▸ What you have to do
Only one stretch of the listing below is wanted: the line with "fn sample_jitter(&self) ->" and all lines after it. Reproduce that stretch exactly.

Start of Exercise input

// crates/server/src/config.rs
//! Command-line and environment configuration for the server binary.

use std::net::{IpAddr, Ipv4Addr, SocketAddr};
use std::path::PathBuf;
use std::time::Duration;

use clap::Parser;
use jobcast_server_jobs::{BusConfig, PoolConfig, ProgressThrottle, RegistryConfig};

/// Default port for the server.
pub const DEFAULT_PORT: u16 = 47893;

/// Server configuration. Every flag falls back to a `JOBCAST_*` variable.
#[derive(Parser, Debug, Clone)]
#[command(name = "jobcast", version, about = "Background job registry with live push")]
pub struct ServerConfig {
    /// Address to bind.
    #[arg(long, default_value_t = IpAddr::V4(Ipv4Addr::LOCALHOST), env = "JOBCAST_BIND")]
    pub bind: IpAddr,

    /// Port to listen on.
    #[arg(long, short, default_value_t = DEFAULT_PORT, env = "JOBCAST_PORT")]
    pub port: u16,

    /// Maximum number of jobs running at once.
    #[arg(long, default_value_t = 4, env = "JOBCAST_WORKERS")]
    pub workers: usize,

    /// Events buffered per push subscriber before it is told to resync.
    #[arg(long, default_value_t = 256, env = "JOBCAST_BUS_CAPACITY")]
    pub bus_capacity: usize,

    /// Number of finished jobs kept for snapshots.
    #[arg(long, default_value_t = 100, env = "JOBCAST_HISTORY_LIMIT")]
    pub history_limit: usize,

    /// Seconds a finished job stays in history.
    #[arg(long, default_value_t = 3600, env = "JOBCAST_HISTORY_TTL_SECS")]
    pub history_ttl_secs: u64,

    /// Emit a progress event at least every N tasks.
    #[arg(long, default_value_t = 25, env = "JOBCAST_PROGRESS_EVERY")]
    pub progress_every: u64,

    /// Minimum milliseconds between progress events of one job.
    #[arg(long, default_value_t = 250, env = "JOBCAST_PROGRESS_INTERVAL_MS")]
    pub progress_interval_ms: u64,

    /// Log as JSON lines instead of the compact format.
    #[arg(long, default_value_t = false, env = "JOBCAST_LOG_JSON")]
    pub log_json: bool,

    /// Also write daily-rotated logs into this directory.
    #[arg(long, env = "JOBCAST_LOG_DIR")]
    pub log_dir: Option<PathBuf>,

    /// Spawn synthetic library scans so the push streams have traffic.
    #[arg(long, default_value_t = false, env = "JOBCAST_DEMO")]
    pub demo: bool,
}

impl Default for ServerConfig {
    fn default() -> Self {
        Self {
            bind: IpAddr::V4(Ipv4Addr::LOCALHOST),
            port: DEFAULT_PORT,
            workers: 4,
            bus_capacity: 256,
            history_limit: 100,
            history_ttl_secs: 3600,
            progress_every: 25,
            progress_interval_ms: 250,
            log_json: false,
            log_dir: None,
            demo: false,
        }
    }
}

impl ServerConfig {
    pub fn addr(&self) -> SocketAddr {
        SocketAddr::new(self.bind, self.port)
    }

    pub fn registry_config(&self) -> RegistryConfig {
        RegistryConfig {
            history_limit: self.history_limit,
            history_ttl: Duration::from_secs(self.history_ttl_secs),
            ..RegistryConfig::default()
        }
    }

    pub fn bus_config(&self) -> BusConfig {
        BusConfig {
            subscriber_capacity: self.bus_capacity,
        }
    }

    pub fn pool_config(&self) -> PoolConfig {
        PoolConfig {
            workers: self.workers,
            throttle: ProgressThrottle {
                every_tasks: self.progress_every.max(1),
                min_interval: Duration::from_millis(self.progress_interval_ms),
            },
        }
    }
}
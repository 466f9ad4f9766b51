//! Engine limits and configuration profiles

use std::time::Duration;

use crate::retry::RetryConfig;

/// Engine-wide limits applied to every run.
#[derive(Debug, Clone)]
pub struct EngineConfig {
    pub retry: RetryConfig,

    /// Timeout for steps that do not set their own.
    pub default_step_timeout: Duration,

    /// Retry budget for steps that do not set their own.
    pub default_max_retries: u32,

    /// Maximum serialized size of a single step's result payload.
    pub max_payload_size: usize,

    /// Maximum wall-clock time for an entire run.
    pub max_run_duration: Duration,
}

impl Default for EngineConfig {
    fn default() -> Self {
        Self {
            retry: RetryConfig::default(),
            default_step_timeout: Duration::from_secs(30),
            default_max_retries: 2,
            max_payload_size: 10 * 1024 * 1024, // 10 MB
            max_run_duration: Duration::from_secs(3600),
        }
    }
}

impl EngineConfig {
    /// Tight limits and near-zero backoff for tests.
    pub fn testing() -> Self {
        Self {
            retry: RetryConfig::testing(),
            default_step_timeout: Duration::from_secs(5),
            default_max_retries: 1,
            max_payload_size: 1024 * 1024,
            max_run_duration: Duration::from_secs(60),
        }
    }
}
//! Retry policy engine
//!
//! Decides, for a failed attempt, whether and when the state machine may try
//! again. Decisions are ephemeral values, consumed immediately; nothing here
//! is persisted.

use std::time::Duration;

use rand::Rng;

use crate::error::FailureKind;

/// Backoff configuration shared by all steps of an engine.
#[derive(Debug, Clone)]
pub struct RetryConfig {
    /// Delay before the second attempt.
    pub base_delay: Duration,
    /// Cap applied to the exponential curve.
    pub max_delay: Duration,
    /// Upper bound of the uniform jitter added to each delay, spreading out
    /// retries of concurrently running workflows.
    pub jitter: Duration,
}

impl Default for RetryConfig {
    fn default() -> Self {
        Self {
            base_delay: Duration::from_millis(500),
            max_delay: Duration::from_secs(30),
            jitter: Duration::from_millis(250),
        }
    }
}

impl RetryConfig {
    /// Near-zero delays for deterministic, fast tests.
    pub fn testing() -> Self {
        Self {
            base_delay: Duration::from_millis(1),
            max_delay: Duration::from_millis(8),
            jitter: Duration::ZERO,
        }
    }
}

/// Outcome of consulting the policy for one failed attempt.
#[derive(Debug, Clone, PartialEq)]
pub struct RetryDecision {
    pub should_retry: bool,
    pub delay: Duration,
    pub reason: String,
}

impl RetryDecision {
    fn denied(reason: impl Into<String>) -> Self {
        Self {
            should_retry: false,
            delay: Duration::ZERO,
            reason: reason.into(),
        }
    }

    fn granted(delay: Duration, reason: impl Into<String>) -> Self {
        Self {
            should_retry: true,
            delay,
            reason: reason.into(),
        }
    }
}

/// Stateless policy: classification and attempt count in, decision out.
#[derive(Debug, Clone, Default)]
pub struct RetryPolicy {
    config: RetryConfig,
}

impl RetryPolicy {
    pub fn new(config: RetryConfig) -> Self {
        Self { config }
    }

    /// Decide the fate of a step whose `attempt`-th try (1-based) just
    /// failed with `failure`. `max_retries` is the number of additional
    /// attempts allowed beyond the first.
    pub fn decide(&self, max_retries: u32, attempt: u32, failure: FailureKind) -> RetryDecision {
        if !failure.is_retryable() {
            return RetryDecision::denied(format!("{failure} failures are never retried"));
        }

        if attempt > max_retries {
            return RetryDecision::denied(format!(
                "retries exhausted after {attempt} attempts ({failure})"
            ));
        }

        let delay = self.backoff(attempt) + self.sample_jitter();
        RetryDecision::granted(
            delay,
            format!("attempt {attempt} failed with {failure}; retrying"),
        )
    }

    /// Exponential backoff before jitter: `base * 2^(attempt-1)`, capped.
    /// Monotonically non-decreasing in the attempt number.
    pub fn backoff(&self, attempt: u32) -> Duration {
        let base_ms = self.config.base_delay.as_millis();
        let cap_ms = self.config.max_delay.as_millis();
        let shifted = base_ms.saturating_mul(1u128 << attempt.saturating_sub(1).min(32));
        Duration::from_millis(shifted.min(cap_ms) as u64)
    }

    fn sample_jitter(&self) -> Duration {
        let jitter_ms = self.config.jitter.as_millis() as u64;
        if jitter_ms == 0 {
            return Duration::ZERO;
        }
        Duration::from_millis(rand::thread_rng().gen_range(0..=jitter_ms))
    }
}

End of Exercise input

▸ Expected answer
    fn sample_jitter(&self) -> Duration {
        let jitter_ms = self.config.jitter.as_millis() as u64;
        if jitter_ms == 0 {
            return Duration::ZERO;
        }
        Duration::from_millis(rand::thread_rng().gen_range(0..=jitter_ms))
    }
}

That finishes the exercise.